22. When constructing a major medical insurance policy, several criteria must be established,
including:
a. Policy deductible
b. Maximum out-of-pocket amount
c. Elimination period
d. All of the above
e. Both a and b only
While major medical insurance policies typically have high deductibles, these must be
established in the policy as well as the maximum amount of out-of-pocket costs that will be paid
by the policy holder. The elimination period is not part of a major medical insurance policy.

Selling Health Insurance, Issuance and Delivery and Tax Considerations


23. As a marketing tool, Ted, a health insurance agent, offered to send an applicant and his wife
on a weekend vacation to a local resort to induce the applicant to purchase a policy. Is this
practice permitted and, if not, what is it called?
a. No; Misrepresentation
b. No; Twisting
c. Yes; it is perfectly acceptable

d. No; Rebating
Rebating is the act of offering an applicant an inducement to purchase insurance. It is prohibited
as an unfair trade practice. Another example would be returning a portion of the applicant's
policy premium from the agent's commission.
24. An agent is in need of generating business. He gets an idea of asking his client to let his
policy lapse so that the agent can sell him a new similar policy. Is this permissible and, if
not, what is this action called?
a. No; Rebating
b. No; Bait and switch
c. No; Twisting
d. Yes; it is perfectly acceptable
Twisting involves an agent suggesting that an individual let their current insurance coverage
lapse in order to purchase a new policy, typically with similar benefits. It is a prohibited activity.
In this case, the new policy does not necessarily benefit the client, however, the agent will likely
receive a commission on the sale of the new policy.

Deductibles and Copayments


25. A __________ is the amount that an insured person is expected to pay for a medical
expense at the time of the visit.
a. Deductible
b. Reimbursement
c. Corridor
d.

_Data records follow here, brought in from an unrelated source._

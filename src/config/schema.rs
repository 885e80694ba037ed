//! Declarative configuration schema.
//!
//! A [`ConfigSchema`] lists the fields an application exposes as global
//! flags, how each is typed, and where the default config and log files
//! live. The resolver walks this list instead of introspecting the target
//! struct: each field's flag name doubles as its key in the config file and
//! in the merged document the application config is deserialized from.

use crate::error::ConfigError;
use clap::builder::PossibleValuesParser;
use clap::{Arg, ArgAction};
use heck::ToShoutySnakeCase;
use serde::Serialize;
use serde::de::DeserializeOwned;
use serde_json::Value;
use std::collections::HashSet;
use std::fmt;
use std::path::PathBuf;
use std::sync::Arc;

/// Semantic type of a configuration field.
#[derive(Debug, Clone, Copy, PartialEq, Eq)]
pub enum FieldKind {
    String,
    Int,
    Bool,
    /// One of a fixed set of lowercase names, matched case-insensitively.
    Enum(&'static [&'static str]),
}

/// One configuration field bound to a global flag.
#[derive(Debug, Clone)]
pub struct Field {
    pub flag: &'static str,
    pub kind: FieldKind,
    pub help: &'static str,
    pub short: Option<char>,
    pub default: Option<&'static str>,
    pub required: bool,
}

impl Field {
    pub fn new(flag: &'static str, kind: FieldKind, help: &'static str) -> Self {
        Self {
            flag,
            kind,
            help,
            short: None,
            default: None,
            required: false,
        }
    }

    pub fn string(flag: &'static str, help: &'static str) -> Self {
        Self::new(flag, FieldKind::String, help)
    }

    pub fn int(flag: &'static str, help: &'static str) -> Self {
        Self::new(flag, FieldKind::Int, help)
    }

    pub fn bool(flag: &'static str, help: &'static str) -> Self {
        Self::new(flag, FieldKind::Bool, help)
    }

    pub fn enumeration(
        flag: &'static str,
        values: &'static [&'static str],
        help: &'static str,
    ) -> Self {
        Self::new(flag, FieldKind::Enum(values), help)
    }

    pub fn short(mut self, short: char) -> Self {
        self.short = Some(short);
        self
    }

    pub fn default_value(mut self, value: &'static str) -> Self {
        self.default = Some(value);
        self
    }

    /// Mark the field as required. A value from the environment or the config
    /// file satisfies the requirement just like the flag does.
    pub fn required(mut self) -> Self {
        self.required = true;
        self
    }

    /// Build the global clap argument for this field.
    ///
    /// Defaults are not attached to the argument: they are merged as the
    /// lowest layer so an unset flag never shadows the environment or file.
    pub fn to_arg(&self) -> Arg {
        let mut arg = Arg::new(self.flag)
            .long(self.flag)
            .help(self.help)
            .global(true);
        if let Some(short) = self.short {
            arg = arg.short(short);
        }
        match self.kind {
            FieldKind::String => arg.value_name("VALUE").action(ArgAction::Set),
            FieldKind::Int => arg
                .value_name("INT")
                .action(ArgAction::Set)
                .value_parser(clap::value_parser!(i64)),
            FieldKind::Bool => arg.action(ArgAction::SetTrue),
            FieldKind::Enum(values) => arg
                .action(ArgAction::Set)
                .value_parser(PossibleValuesParser::new(values.iter().copied()))
                .ignore_case(true),
        }
    }

    /// Convert a raw string from any source into its typed JSON form.
    pub fn coerce(&self, raw: &str) -> Result<Value, String> {
        match self.kind {
            FieldKind::String => Ok(Value::String(raw.to_string())),
            FieldKind::Int => raw
                .trim()
                .parse::<i64>()
                .map(Value::from)
                .map_err(|e| e.to_string()),
            FieldKind::Bool => parse_bool(raw)
                .map(Value::Bool)
                .ok_or_else(|| "expected a boolean".to_string()),
            FieldKind::Enum(values) => values
                .iter()
                .find(|v| v.eq_ignore_ascii_case(raw.trim()))
                .map(|v| Value::String(v.to_string()))
                .ok_or_else(|| format!("expected one of [{}]", values.join(", "))),
        }
    }

    /// Coerce a value read from a config file. Scalars are stringified first
    /// so `port: "8080"` and `port: 8080` are treated alike.
    pub fn coerce_value(&self, value: &Value) -> Result<Value, String> {
        match scalar_to_string(value) {
            Some(raw) => self.coerce(&raw),
            None => Err("expected a scalar value".to_string()),
        }
    }
}

/// Render a scalar document value as the string a flag would carry.
pub fn scalar_to_string(value: &Value) -> Option<String> {
    match value {
        Value::String(s) => Some(s.clone()),
        Value::Bool(b) => Some(b.to_string()),
        Value::Number(n) => Some(n.to_string()),
        _ => None,
    }
}

/// Lenient boolean parsing shared by env values and file values.
pub fn parse_bool(raw: &str) -> Option<bool> {
    match raw.trim().to_ascii_lowercase().as_str() {
        "1" | "true" | "t" | "yes" | "y" | "on" => Some(true),
        "0" | "false" | "f" | "no" | "n" | "off" => Some(false),
        _ => None,
    }
}

/// Environment variable name for a flag: `APP_FLAG_NAME`.
pub fn env_var_name(app: &str, flag: &str) -> String {
    format!("{}_{}", app.to_shouty_snake_case(), flag.to_shouty_snake_case())
}

type DirResolver = Arc<dyn Fn() -> anyhow::Result<PathBuf> + Send + Sync>;

/// Application-level description of configuration.
#[derive(Clone)]
pub struct ConfigSchema {
    app: String,
    fields: Vec<Field>,
    config_dir: DirResolver,
    config_file: String,
    log_dir: DirResolver,
    log_file: String,
}

impl fmt::Debug for ConfigSchema {
    fn fmt(&self, f: &mut fmt::Formatter<'_>) -> fmt::Result {
        f.debug_struct("ConfigSchema")
            .field("app", &self.app)
            .field("fields", &self.fields)
            .field("config_file", &self.config_file)
            .field("log_file", &self.log_file)
            .finish_non_exhaustive()
    }
}

impl ConfigSchema {
    /// Create a schema for `app` with platform default locations:
    /// `<config dir>/<app>/config.yaml` and `<state dir>/<app>/logs/<app>.log`.
    pub fn new(app: impl Into<String>) -> Self {
        let app = app.into();
        let config_app = app.clone();
        let log_app = app.clone();
        Self {
            config_file: "config.yaml".to_string(),
            log_file: format!("{app}.log"),
            app,
            fields: Vec::new(),
            config_dir: Arc::new(move || {
                dirs::config_dir()
                    .map(|dir| dir.join(&config_app))
                    .ok_or_else(|| anyhow::anyhow!("no configuration directory for this platform"))
            }),
            log_dir: Arc::new(move || {
                dirs::state_dir()
                    .or_else(dirs::data_local_dir)
                    .map(|dir| dir.join(&log_app).join("logs"))
                    .ok_or_else(|| anyhow::anyhow!("no state directory for this platform"))
            }),
        }
    }

    pub fn field(mut self, field: Field) -> Self {
        self.fields.push(field);
        self
    }

    pub fn config_dir<F>(mut self, resolver: F) -> Self
    where
        F: Fn() -> anyhow::Result<PathBuf> + Send + Sync + 'static,
    {
        self.config_dir = Arc::new(resolver);
        self
    }

    pub fn config_file(mut self, name: impl Into<String>) -> Self {
        self.config_file = name.into();
        self
    }

    pub fn log_dir<F>(mut self, resolver: F) -> Self
    where
        F: Fn() -> anyhow::Result<PathBuf> + Send + Sync + 'static,
    {
        self.log_dir = Arc::new(resolver);
        self
    }

    pub fn log_file(mut self, name: impl Into<String>) -> Self {
        self.log_file = name.into();
        self
    }

    pub fn app(&self) -> &str {
        &self.app
    }

    pub fn fields(&self) -> &[Field] {
        &self.fields
    }

    pub fn find(&self, flag: &str) -> Option<&Field> {
        self.fields.iter().find(|f| f.flag == flag)
    }

    pub fn default_config_dir(&self) -> anyhow::Result<PathBuf> {
        (self.config_dir)()
    }

    pub fn default_config_file(&self) -> &str {
        &self.config_file
    }

    pub fn default_log_dir(&self) -> anyhow::Result<PathBuf> {
        (self.log_dir)()
    }

    pub fn default_log_file(&self) -> &str {
        &self.log_file
    }

    pub fn env_var(&self, flag: &str) -> String {
        env_var_name(&self.app, flag)
    }

    /// Check that no two fields share a flag name, including the reserved
    /// global flags.
    pub fn check(&self, reserved: &[&str]) -> Result<(), ConfigError> {
        let mut seen: HashSet<&str> = reserved.iter().copied().collect();
        for field in &self.fields {
            if !seen.insert(field.flag) {
                return Err(ConfigError::DuplicateFlag(field.flag.to_string()));
            }
        }
        Ok(())
    }
}

/// Application configuration populated by the resolver.
///
/// The merged document is deserialized into `Self`, so field names must
/// match the schema's flag names (usually `#[serde(rename_all = "kebab-case")]`).
pub trait AppConfig: Serialize + DeserializeOwned + Default {
    /// Semantic checks run once after all sources are merged.
    fn validate(&self) -> anyhow::Result<()> {
        Ok(())
    }
}

/// Configuration for applications that only use the global options.
#[derive(Debug, Clone, Default, PartialEq, Eq, Serialize, serde::Deserialize)]
pub struct NoConfig {}

impl AppConfig for NoConfig {}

Copayment
A copayment is the amount or portion of the total cost that is the patient's responsibility upon
receiving a medical service such as an annual check-up.
26. The "deductible" in a long-term care insurance policy is referred to as the __________.
a. Deductible
b. Coinsurance
c. Elimination period
d. Copayment
A long-term care insurance policy's elimination period is the number of days that the insured
must pay for services out-of-pocket until the insurance coverage begins to pay.

Health Insurance Claims and Indemnity vs. Reimbursement


27. On a health insurance claim form, the exact procedures that were performed for the insured
are represented by standard codes that are referred to as __________.
a. RVU codes
b. AMA codes

c. HCPCS codes
d. CPT codes
Each CPT also corresponds to one or more International Classification of Diseases (ICD-9)
codes. For example, 99214 may be used for a physical and 90658 indicates a flu shot.
28. What type of notice is used to show all of the services or supplies that were billed to
Medicare during a 3-month period, what Medicare paid, and what the patient may owe the
provider?
a. MSN
b. CPT
c. OPPS
d.
HCPCS
A MSN, or Medicare Summary Notice, can also be checked for any changes to a patient's
claims.

Disability and Related Insurance and Seniors and Special Needs Individuals
29. As a professional surgeon, which type of disability coverage would offer the most liberal
definition of benefits triggers for the policy holder in terms of benefit receipt if the insured
were to break their hand?
a. Own occupation
b. Employer provided
c. Social Security
d. Business overhead
Own occupation offers the most liberal definition of disability as the insured is considered to be
totally disabled if he or she is unable to engage in the principal duties of his or her own
occupation.
30. Social Security should be considered one's primary source of disability income coverage.
True
False
Although Social Security may provide disability benefits, in the majority of cases, these benefits
are inadequate. Therefore, Social Security disability benefits should only be used to supplement
an individual disability income policy.